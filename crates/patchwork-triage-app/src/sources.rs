//! Data-source implementations backing [`TriageService`](crate::TriageService).

use std::{fs, path::PathBuf};

use anyhow::{Context, Result};
use patchwork_triage_core::{CommitLine, PatchId, parse_commit_log};
use patchwork_triage_git::{GitHistory, GitHistoryError};
use patchwork_triage_pwclient::{Pwclient, PwclientError};
use tracing::debug;

use crate::service::{CommitHistory, PatchQueue};

impl PatchQueue for Pwclient {
    type Error = PwclientError;

    fn list_new(&self) -> Result<Vec<String>, Self::Error> {
        Self::list_new(self)
    }

    fn update_state(&self, ids: &[PatchId], state: &str) -> Result<(), Self::Error> {
        self.update(ids, state)
    }
}

impl CommitHistory for GitHistory {
    type Error = GitHistoryError;

    fn recent_commits(&self, rev: &str, limit: usize) -> Result<Vec<CommitLine>, Self::Error> {
        Self::recent_commits(self, rev, limit)
    }
}

/// A saved `git log --oneline` dump used instead of a repository.
#[derive(Debug, Clone)]
pub struct CommitLogFile {
    path: PathBuf,
}

impl CommitLogFile {
    /// Read commits from the dump at `path`.
    #[must_use]
    pub fn new(path: impl Into<PathBuf>) -> Self {
        Self { path: path.into() }
    }
}

impl CommitHistory for CommitLogFile {
    type Error = anyhow::Error;

    /// The dump already starts at the revision it was taken from, so `rev` is
    /// only logged.
    fn recent_commits(&self, rev: &str, limit: usize) -> Result<Vec<CommitLine>, Self::Error> {
        let text = fs::read_to_string(&self.path)
            .with_context(|| format!("failed to read commit log {}", self.path.display()))?;
        debug!(path = %self.path.display(), rev, "Reading saved commit log");
        let mut commits = parse_commit_log(&text);
        commits.truncate(limit);
        Ok(commits)
    }
}
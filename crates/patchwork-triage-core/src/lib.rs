//! Domain types & reconciliation logic for patchwork-triage.
//!
//! Everything in this crate is pure: callers feed it the raw text produced by
//! `pwclient list` and `git log --oneline` (or equivalent sources) together
//! with the run date, and get back which queue entries are stale, duplicated,
//! or already committed.

/// Commit log line parsing.
pub mod commit_log;
/// Error types.
pub mod error;
/// Patchwork queue listing parsing.
pub mod queue;
/// Duplicate, staleness, and commit reconciliation.
pub mod reconcile;
/// Plain-text report rendering.
pub mod report;

pub use commit_log::{CommitLine, parse_commit_line, parse_commit_log};
pub use error::QueueError;
pub use queue::{NEW_STATE, PatchId, QueueEntry, parse_queue_line};
pub use reconcile::{DEFAULT_STALE_AFTER_DAYS, Reconciler, Reconciliation};
pub use report::{Report, render_report};
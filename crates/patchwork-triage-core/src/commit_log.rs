use std::sync::LazyLock;

use regex::Regex;

#[allow(clippy::expect_used)]
static COMMIT_LINE: LazyLock<Regex> =
    LazyLock::new(|| Regex::new(r"^([0-9a-f]+) (.*)$").expect("commit line regex is valid"));

/// A commit reduced to what `git log --oneline` shows.
#[derive(Debug, Clone, PartialEq, Eq)]
pub struct CommitLine {
    /// Abbreviated or full hex object id.
    pub hash: String,
    /// Subject line.
    pub message: String,
}

impl CommitLine {
    /// Build a commit line from its parts.
    #[must_use]
    pub fn new(hash: impl Into<String>, message: impl Into<String>) -> Self {
        Self {
            hash: hash.into(),
            message: message.into(),
        }
    }
}

/// Parse one `HASH MESSAGE` line. Returns `None` for anything else.
#[must_use]
pub fn parse_commit_line(line: &str) -> Option<CommitLine> {
    let caps = COMMIT_LINE.captures(line)?;
    Some(CommitLine::new(&caps[1], &caps[2]))
}

/// Parse a whole `git log --oneline` dump, skipping lines that do not match.
#[must_use]
pub fn parse_commit_log(text: &str) -> Vec<CommitLine> {
    text.lines().filter_map(parse_commit_line).collect()
}
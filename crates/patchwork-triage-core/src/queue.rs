use std::fmt;
use std::str::FromStr;
use std::sync::LazyLock;

use regex::Regex;
use serde::Serialize;
use time::Date;
use time::macros::format_description;

use crate::error::QueueError;

/// State label Patchwork prints for patches waiting for review.
pub const NEW_STATE: &str = "New";

/// `pwclient list -f "%{id}  %{state}    %{date}   %{name}"` prints
/// `ID  New    YYYY-MM-DD HH:MM:SS   [tag] NAME`.
#[allow(clippy::expect_used)]
static QUEUE_LINE: LazyLock<Regex> = LazyLock::new(|| {
    let pattern = format!(
        r"^([0-9]+)  {}    ([-0-9]+) .*   \[.*\] (.*)$",
        regex::escape(NEW_STATE)
    );
    Regex::new(&pattern).expect("queue line regex is valid")
});

time::serde::format_description!(iso_date, Date, "[year]-[month]-[day]");

/// Numeric identifier Patchwork assigns to a patch.
#[derive(Clone, Copy, Eq, PartialEq, Ord, PartialOrd, Hash, Debug, Serialize)]
#[serde(transparent)]
pub struct PatchId(pub u64);

impl fmt::Display for PatchId {
    fn fmt(&self, f: &mut fmt::Formatter<'_>) -> fmt::Result {
        self.0.fmt(f)
    }
}

impl FromStr for PatchId {
    type Err = std::num::ParseIntError;

    fn from_str(s: &str) -> Result<Self, Self::Err> {
        Ok(Self(s.parse()?))
    }
}

/// One `New` patch from the Patchwork queue.
#[derive(Debug, Clone, PartialEq, Eq, Serialize)]
pub struct QueueEntry {
    /// Patchwork id.
    pub id: PatchId,
    /// Submission date.
    #[serde(with = "iso_date")]
    pub date: Date,
    /// Patch subject with the `[tag]` prefix stripped.
    pub name: String,
    /// Listing line exactly as `pwclient` printed it.
    pub line: String,
}

/// Parse a single `pwclient list` line.
///
/// Returns `Ok(None)` for lines that are not `New` queue entries (headers,
/// other states, blank lines).
///
/// # Errors
/// Returns [`QueueError`] when a matching line carries an unparsable date or id.
pub fn parse_queue_line(line: &str) -> Result<Option<QueueEntry>, QueueError> {
    let Some(caps) = QUEUE_LINE.captures(line) else {
        return Ok(None);
    };
    let (raw_id, raw_date, name) = (&caps[1], &caps[2], &caps[3]);

    let id: PatchId = raw_id.parse().map_err(|_| QueueError::InvalidId {
        id: raw_id.to_owned(),
        line: line.to_owned(),
    })?;
    let date = Date::parse(raw_date, format_description!("[year]-[month]-[day]")).map_err(|source| {
        QueueError::InvalidDate {
            date: raw_date.to_owned(),
            line: line.to_owned(),
            source,
        }
    })?;

    Ok(Some(QueueEntry {
        id,
        date,
        name: name.to_owned(),
        line: line.to_owned(),
    }))
}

________________________________________

## AIM OF THE TASK
Lines from the beginning of the data above through the line containing "Self::list_new(self)" are to be returned exactly, and no others.

## PROBLEM SOLUTION
filename crates/patchwork-triage-app/src/sources.rs
//! Data-source implementations backing [`TriageService`](crate::TriageService).

use std::{fs, path::PathBuf};

use anyhow::{Context, Result};
use patchwork_triage_core::{CommitLine, PatchId, parse_commit_log};
use patchwork_triage_git::{GitHistory, GitHistoryError};
use patchwork_triage_pwclient::{Pwclient, PwclientError};
use tracing::debug;

use crate::service::{CommitHistory, PatchQueue};

impl PatchQueue for Pwclient {
    type Error = PwclientError;

    fn list_new(&self) -> Result<Vec<String>, Self::Error> {
        Self::list_new(self)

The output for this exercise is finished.